**The task:** Instruction for the entries that follow: retype exactly the lines from the line with "if self.errors.len() <" to the line with "Total records seen.", both included, and omit all others.

**Records supplied:**
----
//! HTTP error mapping.

use axum::http::StatusCode;
use axum::response::{IntoResponse, Response};
use axum::Json;
use serde_json::json;

use crate::error::{ExportError, GeneratorError};

/// Error returned by API handlers, rendered as `{"error": "..."}`.
#[derive(Debug, thiserror::Error)]
pub enum ApiError {
    /// Invalid request data (400).
    #[error("{0}")]
    BadRequest(String),

    /// Resource not found (404).
    #[error("{0}")]
    NotFound(String),

    /// Internal server error (500).
    #[error("{0}")]
    Internal(String),
}

impl ApiError {
    pub fn status(&self) -> StatusCode {
        match self {
            Self::BadRequest(_) => StatusCode::BAD_REQUEST,
            Self::NotFound(_) => StatusCode::NOT_FOUND,
            Self::Internal(_) => StatusCode::INTERNAL_SERVER_ERROR,
        }
    }
}

impl IntoResponse for ApiError {
    fn into_response(self) -> Response {
        let status = self.status();
        if status.is_server_error() {
            tracing::error!(error = %self, "Request failed");
        }
        (status, Json(json!({ "error": self.to_string() }))).into_response()
    }
}

impl From<GeneratorError> for ApiError {
    fn from(err: GeneratorError) -> Self {
        match err {
            GeneratorError::InvalidCategory(_) | GeneratorError::LimitExceeded { .. } => {
                Self::BadRequest(err.to_string())
            }
            other => Self::Internal(other.to_string()),
        }
    }
}

impl From<ExportError> for ApiError {
    fn from(err: ExportError) -> Self {
        match err {
            ExportError::InvalidFilename(_) => Self::BadRequest(err.to_string()),
            ExportError::NotFound(_) => Self::NotFound("Dataset not found".to_string()),
            other => Self::Internal(other.to_string()),
        }
    }
}

/// Result type alias for handlers.
pub type ApiResult<T> = Result<T, ApiError>;
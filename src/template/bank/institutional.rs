//! FII/DII institutional flow commentary templates.

use crate::template::types::TemplateDef;

pub(super) const TEMPLATES: &[TemplateDef] = &[
    TemplateDef {
        name: "FII_Buying",
        instruction: "Analyze FII flow: bought ₹{{ fii_buy }}Cr, DII sold ₹{{ dii_sell }}Cr on {{ date }}",
        response: "FII net buying of ₹{{ fii_buy }}Cr vs DII selling of ₹{{ dii_sell }}Cr indicates foreign institutional interest. Net flow: +₹{{ net_flow }}Cr. Sentiment: {{ sentiment }}. Typically supports {{ market_action }}. Sectors: {{ sectors }}. Watch for continuation if FII buying sustains 3+ days. Reversal risk if DIIs turn buyers or FII flow reverses.",
    },
    TemplateDef {
        name: "DII_Support",
        instruction: "Interpret DII buying ₹{{ dii_buy }}Cr, FII selling ₹{{ fii_sell }}Cr",
        response: "DII buying ₹{{ dii_buy }}Cr absorbing FII selling of ₹{{ fii_sell }}Cr shows domestic institutional support. Net: {{ net_flow }}Cr. This often stabilizes markets during FII outflows. Sentiment: {{ sentiment }}. Suggests {{ market_action }}. DIIs typically support large-caps and PSUs. Monitor if FII selling accelerates beyond DII capacity.",
    },
    TemplateDef {
        name: "Dual_Selling",
        instruction: "Assess both FII sold ₹{{ fii_sell }}Cr and DII sold ₹{{ dii_sell }}Cr",
        response: "Combined institutional selling: FII -₹{{ fii_sell }}Cr, DII -₹{{ dii_sell }}Cr. Total outflow: ₹{{ total_outflow }}Cr. Sentiment: {{ sentiment }}. Indicates {{ market_action }}. Retail unlikely to absorb this pressure. Expect volatility and downside. Look for support at key levels. Reversal needs institutional flow to turn positive.",
    },
    TemplateDef {
        name: "Dual_Buying",
        instruction: "Evaluate FII bought ₹{{ fii_buy }}Cr, DII bought ₹{{ dii_buy }}Cr",
        response: "Strong institutional buying: FII +₹{{ fii_buy }}Cr, DII +₹{{ dii_buy }}Cr. Total inflow: ₹{{ total_inflow }}Cr. Sentiment: {{ sentiment }}. Signals {{ market_action }}. Broad-based rally likely across sectors. Momentum can sustain with continued flows. Entry: on pullbacks. Exit: if flows reverse or diverge.",
    },
    TemplateDef {
        name: "Mixed_Flow",
        instruction: "Analyze mixed flow: FII {{ fii_action }} ₹{{ fii_amt }}Cr, DII {{ dii_action }} ₹{{ dii_amt }}Cr on {{ sector }} sector",
        response: "{{ sector }} sector flows: FII {{ fii_action }} ₹{{ fii_amt }}Cr, DII {{ dii_action }} ₹{{ dii_amt }}Cr. Net: ₹{{ net_flow }}Cr. Sentiment: {{ sentiment }}. Divergence suggests {{ market_action }}. FII prefer growth/momentum, DII prefer value/defensives. Sector rotation likely. Watch for convergence or acceleration in one direction.",
    },
];
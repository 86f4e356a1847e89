//! Streaming validation of dataset files.
//!
//! Every non-blank line is validated independently. Invalid lines are
//! counted and the first `max_errors` of them are reported with their
//! 1-based line number; a bad line never stops the pass.

use serde::{Deserialize, Serialize};
use std::fs::File;
use std::io::{BufRead, BufReader};
use std::path::Path;

use crate::error::ValidationError;

use super::schema_validator::SchemaValidator;

/// Default cap on reported line errors.
pub const DEFAULT_MAX_ERRORS: usize = 50;

/// One rejected line.
#[derive(Debug, Clone, PartialEq, Serialize, Deserialize)]
pub struct LineError {
    /// 1-based line number.
    pub line: usize,
    /// Offending field, when the failure is tied to one.
    #[serde(default, skip_serializing_if = "Option::is_none")]
    pub field: Option<String>,
    /// Description of the failure.
    pub reason: String,
}

/// Outcome of validating a whole file.
#[derive(Debug, Clone, PartialEq, Serialize, Deserialize)]
pub struct ValidationReport {
    /// True when no line failed.
    pub valid: bool,
    pub valid_count: usize,
    /// Every invalid line, including those not listed in `errors`.
    pub error_count: usize,
    /// The first invalid lines, capped.
    pub errors: Vec<LineError>,
}

impl ValidationReport {
    fn new() -> Self {
        Self {
            valid: true,
            valid_count: 0,
            error_count: 0,
            errors: Vec::new(),
        }
    }

    fn record_error(&mut self, line: usize, error: ValidationError, max_errors: usize) {
        self.valid = false;
        self.error_count += 1;
        if self.errors.len() < max_errors {
            let (field, reason) = match error {
                ValidationError::SchemaViolation { field, reason } => (Some(field), reason),
                other => (None, other.to_string()),
            };
            self.errors.push(LineError {
                line,
                field,
                reason,
            });
        }
    }

    /// Total records seen.
    pub fn total(&self) -> usize {
        self.valid_count + self.error_count
    }
}

/// Validate newline-delimited records from a reader.
pub fn validate_reader<R: BufRead>(
    reader: R,
    max_errors: usize,
) -> Result<ValidationReport, ValidationError> {
    let mut report = ValidationReport::new();

    for (idx, raw) in reader.split(b'\n').enumerate() {
        let mut raw = raw?;
        if raw.last() == Some(&b'\r') {
            raw.pop();
        }
        let line = match String::from_utf8(raw) {
            Ok(line) => line,
            Err(e) => {
                let error = ValidationError::Malformed(format!("invalid UTF-8: {}", e.utf8_error()));
                report.record_error(idx + 1, error, max_errors);
                continue;
            }
        };
        if line.trim().is_empty() {
            continue;
        }
        match SchemaValidator::validate_line(&line) {
            Ok(()) => report.valid_count += 1,
            Err(e) => report.record_error(idx + 1, e, max_errors),
        }
    }

    tracing::debug!(
        valid = report.valid_count,
        invalid = report.error_count,
        "Validated dataset stream"
    );
    Ok(report)
}

/// Validate newline-delimited records held in memory.
pub fn validate_text(text: &str, max_errors: usize) -> ValidationReport {
    // Reading from a byte slice cannot fail with an IO error.
    validate_reader(text.as_bytes(), max_errors).unwrap_or_else(|e| {
        let mut report = ValidationReport::new();
        report.record_error(0, e, max_errors);
        report
    })
}

/// Validate a dataset file on disk.
pub fn validate_file(path: &Path, max_errors: usize) -> Result<ValidationReport, ValidationError> {
    let file = File::open(path)?;
    validate_reader(BufReader::new(file), max_errors)
}

#[cfg(test)]
mod tests {
    use super::*;
    use std::io::Write;
    use tempfile::NamedTempFile;

    const GOOD: &str = r#"{"id":"1","instruction":"i","response":"r","pattern_type":"pinescript"}"#;
    const BAD_SOURCE: &str =
        r#"{"id":"2","instruction":"i","response":"r","pattern_type":"pinescript","source":"x"}"#;

    #[test]
    fn test_all_valid() {
        let text = format!("{GOOD}\n{GOOD}\n");
        let report = validate_text(&text, DEFAULT_MAX_ERRORS);
        assert!(report.valid);
        assert_eq!(report.valid_count, 2);
        assert_eq!(report.error_count, 0);
    }

    #[test]
    fn test_errors_carry_line_numbers() {
        let text = format!("{GOOD}\nnot json\n{BAD_SOURCE}\n");
        let report = validate_text(&text, DEFAULT_MAX_ERRORS);
        assert!(!report.valid);
        assert_eq!(report.valid_count, 1);
        assert_eq!(report.error_count, 2);
        assert_eq!(report.errors[0].line, 2);
        assert!(report.errors[0].field.is_none());
        assert_eq!(report.errors[1].line, 3);
        assert_eq!(report.errors[1].field.as_deref(), Some("source"));
    }

    #[test]
    fn test_invalid_utf8_line_does_not_stop_the_pass() {
        let mut bytes = Vec::new();
        bytes.extend_from_slice(GOOD.as_bytes());
        bytes.extend_from_slice(b"\n\xff\xfe bad\n");
        bytes.extend_from_slice(GOOD.as_bytes());
        bytes.extend_from_slice(b"\r\n");

        let report = validate_reader(bytes.as_slice(), DEFAULT_MAX_ERRORS).expect("validate");
        assert_eq!(report.valid_count, 2);
        assert_eq!(report.error_count, 1);
        assert_eq!(report.errors[0].line, 2);
        assert!(report.errors[0].reason.contains("UTF-8"));
    }

    #[test]
    fn test_error_list_is_capped() {
        let text = "garbage\n".repeat(75);
        let report = validate_text(&text, DEFAULT_MAX_ERRORS);
        assert_eq!(report.error_count, 75);
        assert_eq!(report.errors.len(), DEFAULT_MAX_ERRORS);
        assert_eq!(report.total(), 75);
    }

    #[test]
    fn test_blank_lines_skipped() {
        let text = format!("\n{GOOD}\n\n   \n{GOOD}");
        let report = validate_text(&text, DEFAULT_MAX_ERRORS);
        assert!(report.valid);
        assert_eq!(report.valid_count, 2);
    }

    #[test]
    fn test_validate_file() {
        let mut file = NamedTempFile::new().expect("temp file");
        writeln!(file, "{GOOD}").expect("write");
        writeln!(file, "{BAD_SOURCE}").expect("write");

        let report = validate_file(file.path(), 10).expect("validate");
        assert_eq!(report.valid_count, 1);
        assert_eq!(report.error_count, 1);
    }

    #[test]
    fn test_missing_file_is_io_error() {
        let err = validate_file(Path::new("/definitely/not/here.jsonl"), 10).unwrap_err();
        assert!(matches!(err, ValidationError::Io(_)));
    }
}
----
**Solved problem:**
        if self.errors.len() < max_errors {
            let (field, reason) = match error {
                ValidationError::SchemaViolation { field, reason } => (Some(field), reason),
                other => (None, other.to_string()),
            };
            self.errors.push(LineError {
                line,
                field,
                reason,
            });
        }
    }

    /// Total records seen.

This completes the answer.